Two years after being born, Alexander was still oxygen dependent and looked like a six-month-old baby. He couldn’t crawl, let alone walk, and had no muscle tone. He couldn’t talk. Had it not been for the support of Sabrina’s boss and colleagues, she discloses that she would have committed suicide as she was deeply depressed and didn’t know which way to turn. Finding out about the Matilda Hospital CDC, therefore, was a lifesaver. 

“Back then, the Internet was not like it is now and it was incredibly hard to find anything out. As my husband is Malaysian and we communicate in English, we were advised by a speech therapist to speak to our son in English.

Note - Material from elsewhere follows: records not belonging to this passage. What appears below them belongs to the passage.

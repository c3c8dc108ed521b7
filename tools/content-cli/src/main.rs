//! Content CLI.
//!
//! Commands for querying the storefront's content repository, rendering
//! pages, and working with the content schema.

mod commands;
mod config;
mod context;
mod output;

use std::process::ExitCode;

use clap::{Parser, Subcommand};
use tracing_subscriber::{layer::SubscriberExt, util::SubscriberInitExt};

/// Storefront content tool.
#[derive(Parser)]
#[command(name = "content")]
#[command(author, version, about, long_about = None)]
struct Cli {
    /// Enable verbose output.
    #[arg(short, long, global = true)]
    verbose: bool,

    /// Output as JSON.
    #[arg(long, global = true)]
    json: bool,

    /// Path to config file.
    #[arg(short, long, global = true)]
    config: Option<String>,

    /// Read documents from a JSON or NDJSON export instead of the API.
    #[arg(long, global = true)]
    fixture: Option<String>,

    #[command(subcommand)]
    command: Commands,
}

#[derive(Subcommand)]
enum Commands {
    /// Run a GROQ query and print the result.
    Query(commands::QueryArgs),

    /// List product variants in display order.
    Variants,

    /// List the latest blog posts.
    Posts(commands::PostsArgs),

    /// Show a blog post by slug.
    Post(commands::PostArgs),

    /// List this week's deal products.
    Deals,

    /// List product reels.
    Reels(commands::ReelsArgs),

    /// Show the items of an order.
    Order(commands::OrderArgs),

    /// Render a storefront page as HTML.
    Render(commands::RenderArgs),

    /// Inspect, export and validate against the content schema.
    Schema(commands::SchemaArgs),

    /// Manage configuration.
    Config(commands::ConfigArgs),
}

fn init_tracing(verbose: bool) {
    let default = if verbose {
        "content=debug,content_client=debug,content_queries=debug,storefront_pages=debug"
    } else {
        "warn"
    };

    tracing_subscriber::registry()
        .with(
            tracing_subscriber::EnvFilter::try_from_default_env()
                .unwrap_or_else(|_| default.into()),
        )
        .with(tracing_subscriber::fmt::layer().with_writer(std::io::stderr))
        .init();
}

#[tokio::main]
async fn main() -> ExitCode {
    dotenvy::dotenv().ok();

    let cli = Cli::parse();
    init_tracing(cli.verbose);

    let output = output::Output::new(cli.verbose, cli.json);

    let ctx = match context::Context::load(cli.config.as_deref(), cli.fixture, output.clone()) {
        Ok(ctx) => ctx,
        Err(e) => {
            output.error(&format!("{:#}", e));
            return ExitCode::FAILURE;
        }
    };

    let result = match cli.command {
        Commands::Query(args) => commands::query::run(args, &ctx).await,
        Commands::Variants => commands::variants::run(&ctx).await,
        Commands::Posts(args) => commands::posts::run(args, &ctx).await,
        Commands::Post(args) => commands::posts::show(args, &ctx).await,
        Commands::Deals => commands::deals::run(&ctx).await,
        Commands::Reels(args) => commands::reels::run(args, &ctx).await,
        Commands::Order(args) => commands::orders::run(args, &ctx).await,
        Commands::Render(args) => commands::render::run(args, &ctx).await,
        Commands::Schema(args) => commands::schema::run(args, &ctx).await,
        Commands::Config(args) => commands::config::run(args, &ctx).await,
    };

    match result {
        Ok(()) => ExitCode::SUCCESS,
        Err(e) => {
            ctx.output.error(&format!("{:#}", e));
            ExitCode::FAILURE
        }
    }
}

This meant he couldn’t access what little care there was in the local Chinese-language system while the English help available mostly came at a huge cost,” Sabrina explains. 

Alexander spent two happy years at the CDC, which Sabrina believes had a huge impact on his social development.  He was later diagnosed with Asperger’s at the age of seven. By that time, he was a pupil at the Australian International School, from which he later graduated.  Although finding a school was initially a struggle for Sabrina, and attending it had been an ongoing challenge for Alexander, the head teacher at the time was one of the first Australian teachers to integrate special needs students into mainstream schooling. 

“Children at the school were taught from an early age that not all kids are the same,” she says. “It was a wonderful, nurturing environment and my son would not be where he is today without it.”

Paying it forward to help other struggling families

Fast forward several years and Alexander is now 26 and a graduate of RMIT University in Melbourne. He lives in Hong Kong with Sabrina and works for a multinational corporation.

“It takes all sorts to build a society. My son will never be the most creative or ingenious person but assign him a job and he will do it,” Sabrina says, clearly proud of what her son has achieved.

There is a misconception that someone on the autism spectrum is a math genius or a music prodigy. Alexander doesn’t have a special gift but he is special in a different way.

Sabrina got involved in the running of the CDC after Alexander left school in 2001, becoming a member of the executive committee. Three years later, she was appointed treasurer and then elected as chairman in 2007, all the while continuing with her day job. On her watch, the center has flourished, expanding from its original home on the Peak into bigger premises. Currently, it’s housed in a new purpose-built facility in Fortress Hill, a bright and well-equipped space that caters to both English and Chinese speakers.

“Through volunteering at the center, I’ve formed a mutual support group with other families. Some of them are on the executive committee because we know what the center has done for our children and we want to support other parents and make their lives easier. We can empathize with what they are going through. You know when people say it takes a whole village to raise a child? I have a whole county.”

Sabrina’s Words of Advice:

  • The sooner you have your child assessed and get early intervention, the better. 
  • Acceptance is very important and parents need to acknowledge that their child is different. Denial delays the help that your child needs.
  • Don’t get upset by what people say. They might not understand that if your child is screaming and shouting in Toys“R”Us, they aren’t being naughty but are overstimulated by the lights and sounds and need somewhere quiet.